→ **Exercise details**
Please copy each line of the records below that holds the word "ChatCompletionRequestMessage".

- Opening Delimiter -

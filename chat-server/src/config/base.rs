//! Base config: bind address, logging, database. Loaded from env.

use anyhow::{bail, Result};
use std::net::SocketAddr;

use super::{env_opt, env_parse};

#[derive(Debug, Clone, Copy, PartialEq, Eq)]
pub enum LogFormat {
    Text,
    Json,
}

#[derive(Debug, Clone)]
pub struct BaseConfig {
    /// DATABASE_URL: users, chat turns and long-term memories
    pub database_url: String,
    /// BIND_ADDR
    pub bind_addr: SocketAddr,
    /// LOG_FILE; stdout only when unset
    pub log_file: Option<String>,
    /// LOG_FORMAT: text | json
    pub log_format: LogFormat,
}

impl BaseConfig {
    pub fn from_env() -> Result<Self> {
        let database_url =
            env_opt("DATABASE_URL").unwrap_or_else(|| "sqlite:./chat.db".to_string());
        let bind_addr = env_parse("BIND_ADDR", SocketAddr::from(([127, 0, 0, 1], 8080)))?;
        let log_file = env_opt("LOG_FILE");
        let log_format = match env_opt("LOG_FORMAT")
            .map(|s| s.trim().to_ascii_lowercase())
            .as_deref()
        {
            None | Some("text") => LogFormat::Text,
            Some("json") => LogFormat::Json,
            Some(other) => bail!("LOG_FORMAT must be text or json, got {}", other),
        };
        Ok(Self {
            database_url,
            bind_addr,
            log_file,
            log_format,
        })
    }

    pub fn json_logs(&self) -> bool {
        self.log_format == LogFormat::Json
    }
}
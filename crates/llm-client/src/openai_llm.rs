//! OpenAI 实现的 LlmClient：包装 openai-client，消息原样转换后发送。

use anyhow::Result;
use async_trait::async_trait;
use openai_client::{CompletionOptions, OpenAIClient};
use prompt::ChatMessage;
use tracing::{info, instrument};

use super::{chat_message_to_openai, LlmClient};
use crate::config::LlmConfig;

pub const DEFAULT_MODEL: &str = "gpt-4o-mini";

#[derive(Clone)]
pub struct OpenAILlmClient {
    client: OpenAIClient,
    options: CompletionOptions,
}

impl OpenAILlmClient {
    pub fn new(api_key: String) -> Self {
        Self {
            client: OpenAIClient::new(api_key),
            options: CompletionOptions::new(DEFAULT_MODEL),
        }
    }

    pub fn with_base_url(api_key: String, base_url: String) -> Self {
        Self {
            client: OpenAIClient::with_base_url(api_key, base_url),
            options: CompletionOptions::new(DEFAULT_MODEL),
        }
    }

    /// Builds a client from any [`LlmConfig`].
    pub fn from_config(config: &dyn LlmConfig) -> Self {
        Self::with_base_url(config.api_key().to_string(), config.base_url().to_string())
            .with_model(config.model().to_string())
            .with_temperature(config.temperature())
    }

    pub fn with_model(mut self, model: String) -> Self {
        self.options.model = model;
        self
    }

    pub fn with_temperature(mut self, temperature: f32) -> Self {
        self.options.temperature = Some(temperature);
        self
    }

    pub fn model(&self) -> &str {
        &self.options.model
    }
}

#[async_trait]
impl LlmClient for OpenAILlmClient {
    #[instrument(skip(self, messages), fields(model = %self.options.model))]
    async fn complete(&self, messages: Vec<ChatMessage>) -> Result<String> {
        let openai_messages = messages
            .iter()
            .map(chat_message_to_openai)
            .collect::<Result<Vec<_>>>()?;

        let completion = self
            .client
            .chat_completion(&self.options, openai_messages)
            .await?;

        info!(
            reply_len = completion.content.len(),
            total_tokens = completion.usage.map(|u| u.total_tokens).unwrap_or_default(),
            "LLM reply received"
        );
        Ok(completion.content)
    }
}
//! REST API over the context router, users and long-term memories.
//!
//! # Endpoints
//!
//! - `GET /health`
//! - `POST /api/v1/chat`, `GET /api/v1/chat/history/{user_id}`
//! - `POST|GET /api/v1/users`, `GET /api/v1/users/{user_id}`
//! - `/api/v1/users/{user_id}/memories/...`: long-term memory CRUD and derived views

mod chat;
mod error;
mod memories;
mod users;

use axum::{
    routing::{delete, get, patch, post},
    Router,
};
use chat_router::{ContextRouter, LongMemoryService};
use serde::Serialize;
use std::net::SocketAddr;
use std::sync::Arc;
use std::time::Instant;
use storage::{ChatTurnStore, UserStore};
use tower_http::cors::{Any, CorsLayer};
use tower_http::trace::TraceLayer;
use tracing::info;

pub use error::{ApiError, ErrorResponse};

use crate::components::AppComponents;

/// Shared handler state.
pub struct AppState {
    pub router: Arc<ContextRouter>,
    pub memories: LongMemoryService,
    pub users: Arc<dyn UserStore>,
    pub turns: Arc<dyn ChatTurnStore>,
    started_at: Instant,
}

impl AppState {
    pub fn new(
        router: Arc<ContextRouter>,
        memories: LongMemoryService,
        users: Arc<dyn UserStore>,
        turns: Arc<dyn ChatTurnStore>,
    ) -> Self {
        Self {
            router,
            memories,
            users,
            turns,
            started_at: Instant::now(),
        }
    }

    pub fn from_components(components: &AppComponents) -> Self {
        Self::new(
            components.router.clone(),
            components.memories.clone(),
            components.users.clone(),
            components.turns.clone(),
        )
    }

    pub fn uptime_seconds(&self) -> u64 {
        self.started_at.elapsed().as_secs()
    }

    /// `NotFound` unless the user exists.
    pub(crate) async fn require_user(&self, user_id: &str) -> Result<(), ApiError> {
        match self.users.get_user(user_id).await? {
            Some(_) => Ok(()),
            None => Err(ApiError::not_found(format!("user {}", user_id))),
        }
    }
}

#[derive(Debug, Serialize)]
pub struct HealthResponse {
    pub status: &'static str,
    pub version: &'static str,
    pub uptime_seconds: u64,
}

async fn health(
    axum::extract::State(state): axum::extract::State<Arc<AppState>>,
) -> axum::Json<HealthResponse> {
    axum::Json(HealthResponse {
        status: "healthy",
        version: env!("CARGO_PKG_VERSION"),
        uptime_seconds: state.uptime_seconds(),
    })
}

/// Create the API router with all routes configured.
pub fn create_router(state: Arc<AppState>) -> Router {
    let cors = CorsLayer::new()
        .allow_origin(Any)
        .allow_methods(Any)
        .allow_headers(Any);

    const MEMORIES: &str = "/api/v1/users/{user_id}/memories";

    Router::new()
        .route("/health", get(health))
        // Chat
        .route("/api/v1/chat", post(chat::chat))
        .route("/api/v1/chat/history/{user_id}", get(chat::history))
        // Users
        .route("/api/v1/users", post(users::create_user).get(users::list_users))
        .route("/api/v1/users/{user_id}", get(users::get_user))
        // Long-term memories
        .route(
            MEMORIES,
            post(memories::create)
                .get(memories::recent)
                .delete(memories::delete_all),
        )
        .route(&format!("{MEMORIES}/all"), get(memories::all))
        .route(&format!("{MEMORIES}/type/{{memory_type}}"), get(memories::by_type))
        .route(&format!("{MEMORIES}/important"), get(memories::important))
        .route(&format!("{MEMORIES}/search"), get(memories::search))
        .route(&format!("{MEMORIES}/stats"), get(memories::stats))
        .route(&format!("{MEMORIES}/cleanup"), delete(memories::cleanup))
        .route(
            &format!("{MEMORIES}/{{memory_id}}"),
            get(memories::get_one)
                .patch(memories::update)
                .delete(memories::delete_one),
        )
        .route(
            &format!("{MEMORIES}/{{memory_id}}/importance"),
            patch(memories::update_importance),
        )
        .layer(TraceLayer::new_for_http())
        .layer(cors)
        .with_state(state)
}

/// Start the API server on the given address.
pub async fn serve(state: Arc<AppState>, addr: SocketAddr) -> anyhow::Result<()> {
    let router = create_router(state);

    info!(%addr, "Starting chat API server");

    let listener = tokio::net::TcpListener::bind(addr).await?;
    axum::serve(listener, router).await?;

    Ok(())
}
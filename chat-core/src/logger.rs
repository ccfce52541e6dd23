//! 日志初始化：控制台与（可选的）日志文件共用同一个 tracing_subscriber fmt layer。

use std::fs::OpenOptions;
use std::io;
use std::sync::Arc;

use tracing_subscriber::{
    fmt::format::FmtSpan, fmt::writer::MakeWriterExt, layer::SubscriberExt,
    util::SubscriberInitExt, EnvFilter, Registry,
};

/// 初始化全局 tracing 订阅者。
///
/// 日志级别取自 `RUST_LOG`，未设置时为 `info`。给出 `log_file_path` 时输出同时追加写入该文件。
/// `json` 为 true 时使用 JSON 格式（便于日志采集）。需在调用前加载 `.env`。
pub fn init_tracing(log_file_path: Option<&str>, json: bool) -> anyhow::Result<()> {
    let env_filter =
        EnvFilter::try_from_default_env().unwrap_or_else(|_| EnvFilter::new("info"));

    let file = match log_file_path {
        Some(path) => Some(Arc::new(
            OpenOptions::new().create(true).append(true).open(path)?,
        )),
        None => None,
    };

    let registry = Registry::default().with(env_filter);

    let result = match (file, json) {
        (Some(file), false) => registry
            .with(fmt_layer().with_writer(io::stdout.and(file)))
            .try_init(),
        (Some(file), true) => registry
            .with(fmt_layer().json().with_writer(io::stdout.and(file)))
            .try_init(),
        (None, false) => registry.with(fmt_layer().with_writer(io::stdout)).try_init(),
        (None, true) => registry
            .with(fmt_layer().json().with_writer(io::stdout))
            .try_init(),
    };

    result.map_err(|e| anyhow::anyhow!("Failed to set global subscriber: {}", e))
}

fn fmt_layer<S>() -> tracing_subscriber::fmt::Layer<S> {
    tracing_subscriber::fmt::layer()
        .with_span_events(FmtSpan::CLOSE)
        .with_target(true)
        .with_thread_ids(true)
        .with_level(true)
        .with_file(false)
        .with_line_number(false)
}
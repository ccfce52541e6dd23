//! Search configuration from environment variables.

use anyhow::{Context, Result};
use std::env;

use crate::tavily::DEFAULT_TAVILY_BASE_URL;
use crate::TavilySearch;

/// Tavily settings. Without `TAVILY_API_KEY` search is disabled.
#[derive(Debug, Clone)]
pub struct EnvSearchConfig {
    pub tavily_api_key: Option<String>,
    pub tavily_base_url: String,
    pub max_results: usize,
}

impl EnvSearchConfig {
    pub fn from_env() -> Result<Self> {
        let tavily_api_key = env::var("TAVILY_API_KEY")
            .ok()
            .filter(|s| !s.trim().is_empty());
        let tavily_base_url = env::var("TAVILY_BASE_URL")
            .ok()
            .filter(|s| !s.trim().is_empty())
            .unwrap_or_else(|| DEFAULT_TAVILY_BASE_URL.to_string());
        let max_results = match env::var("SEARCH_MAX_RESULTS") {
            Ok(raw) => raw
                .trim()
                .parse()
                .with_context(|| format!("SEARCH_MAX_RESULTS is not a number: {}", raw))?,
            Err(_) => 5,
        };
        Ok(Self {
            tavily_api_key,
            tavily_base_url,
            max_results,
        })
    }

    pub fn is_enabled(&self) -> bool {
        self.tavily_api_key.is_some()
    }

    pub fn validate(&self) -> Result<()> {
        if self.max_results == 0 {
            anyhow::bail!("SEARCH_MAX_RESULTS must be greater than 0");
        }
        Ok(())
    }

    /// Builds the client, or `None` when no key is configured.
    pub fn build(&self) -> Option<TavilySearch> {
        self.tavily_api_key.as_ref().map(|key| {
            TavilySearch::new(key.clone())
                .with_base_url(self.tavily_base_url.clone())
                .with_max_results(self.max_results)
        })
    }
}
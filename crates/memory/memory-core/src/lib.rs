//! # Memory Core
//!
//! Types and traits shared by the vector store implementations and the similarity retriever.
//!
//! - [`VectorDocument`]: a stored text with its embedding
//! - [`RetrievedDocument`]: the provider-agnostic `{content, metadata}` shape handed to callers
//! - [`VectorStore`]: add / delete / similarity search over documents

mod similarity;
mod store;
mod types;

pub use similarity::cosine_similarity;
pub use store::VectorStore;
pub use types::{RetrievedDocument, ScoredDocument, VectorDocument};
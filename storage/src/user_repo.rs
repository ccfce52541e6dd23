use async_trait::async_trait;
use tracing::info;

use crate::error::StorageError;
use crate::models::UserRecord;
use crate::repository::UserStore;
use crate::sqlite_pool::SqlitePoolManager;

#[derive(Clone)]
pub struct UserRepository {
    pool_manager: SqlitePoolManager,
}

impl UserRepository {
    pub fn new(pool_manager: SqlitePoolManager) -> Self {
        Self { pool_manager }
    }
}

/// Errors out with NotFound unless a user with `user_id` exists.
pub(crate) async fn ensure_user_exists(
    pool: &sqlx::SqlitePool,
    user_id: &str,
) -> Result<(), StorageError> {
    let (count,): (i64,) = sqlx::query_as("SELECT COUNT(*) FROM users WHERE id = ?")
        .bind(user_id)
        .fetch_one(pool)
        .await?;
    if count == 0 {
        return Err(StorageError::NotFound(format!("user {}", user_id)));
    }
    Ok(())
}

#[async_trait]
impl UserStore for UserRepository {
    async fn create_user(&self, user: &UserRecord) -> Result<(), StorageError> {
        let result = sqlx::query(
            "INSERT INTO users (id, name, email, created_at) VALUES (?, ?, ?, ?)",
        )
        .bind(&user.id)
        .bind(&user.name)
        .bind(&user.email)
        .bind(user.created_at)
        .execute(self.pool_manager.pool())
        .await;

        match result {
            Ok(_) => {
                info!("Created user: id={}", user.id);
                Ok(())
            }
            Err(sqlx::Error::Database(db_err)) if db_err.is_unique_violation() => Err(
                StorageError::Validation(format!("email {} is already registered", user.email)),
            ),
            Err(e) => Err(e.into()),
        }
    }

    async fn get_user(&self, id: &str) -> Result<Option<UserRecord>, StorageError> {
        let user = sqlx::query_as::<_, UserRecord>("SELECT * FROM users WHERE id = ?")
            .bind(id)
            .fetch_optional(self.pool_manager.pool())
            .await?;
        Ok(user)
    }

    async fn list_users(&self) -> Result<Vec<UserRecord>, StorageError> {
        let users = sqlx::query_as::<_, UserRecord>("SELECT * FROM users ORDER BY created_at")
            .fetch_all(self.pool_manager.pool())
            .await?;
        Ok(users)
    }
}
//! # LLM client abstraction
//!
//! Defines the [`LlmClient`] trait (ordered role-tagged messages in, reply text out)
//! and an OpenAI implementation. The router only sees the trait, so any provider or
//! test double can be injected.

use anyhow::Result;
use async_trait::async_trait;
use openai_client::{
    ChatCompletionRequestAssistantMessageArgs, ChatCompletionRequestMessage,
    ChatCompletionRequestSystemMessageArgs, ChatCompletionRequestUserMessageArgs,
};
use prompt::{ChatMessage, MessageRole};

mod config;
mod openai_llm;

pub use config::{EnvLlmConfig, LlmConfig};
pub use openai_llm::OpenAILlmClient;

/// Language-model capability: generate text from an interleaved system/user/assistant history.
#[async_trait]
pub trait LlmClient: Send + Sync {
    async fn complete(&self, messages: Vec<ChatMessage>) -> Result<String>;
}

/// Converts a single [`ChatMessage`] into OpenAI API message format.
fn chat_message_to_openai(msg: &ChatMessage) -> Result<ChatCompletionRequestMessage> {
    let content = msg.content.clone();
    let openai_msg: ChatCompletionRequestMessage = match msg.role {
        MessageRole::System => ChatCompletionRequestSystemMessageArgs::default()
            .content(content)
            .build()?
            .into(),
        MessageRole::User => ChatCompletionRequestUserMessageArgs::default()
            .content(content)
            .build()?
            .into(),
        MessageRole::Assistant => ChatCompletionRequestAssistantMessageArgs::default()
            .content(content)
            .build()?
            .into(),
    };
    Ok(openai_msg)
}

- Closing Delimiter -

→ **Written reply**
    ChatCompletionRequestAssistantMessageArgs, ChatCompletionRequestMessage,
fn chat_message_to_openai(msg: &ChatMessage) -> Result<ChatCompletionRequestMessage> {
    let openai_msg: ChatCompletionRequestMessage = match msg.role {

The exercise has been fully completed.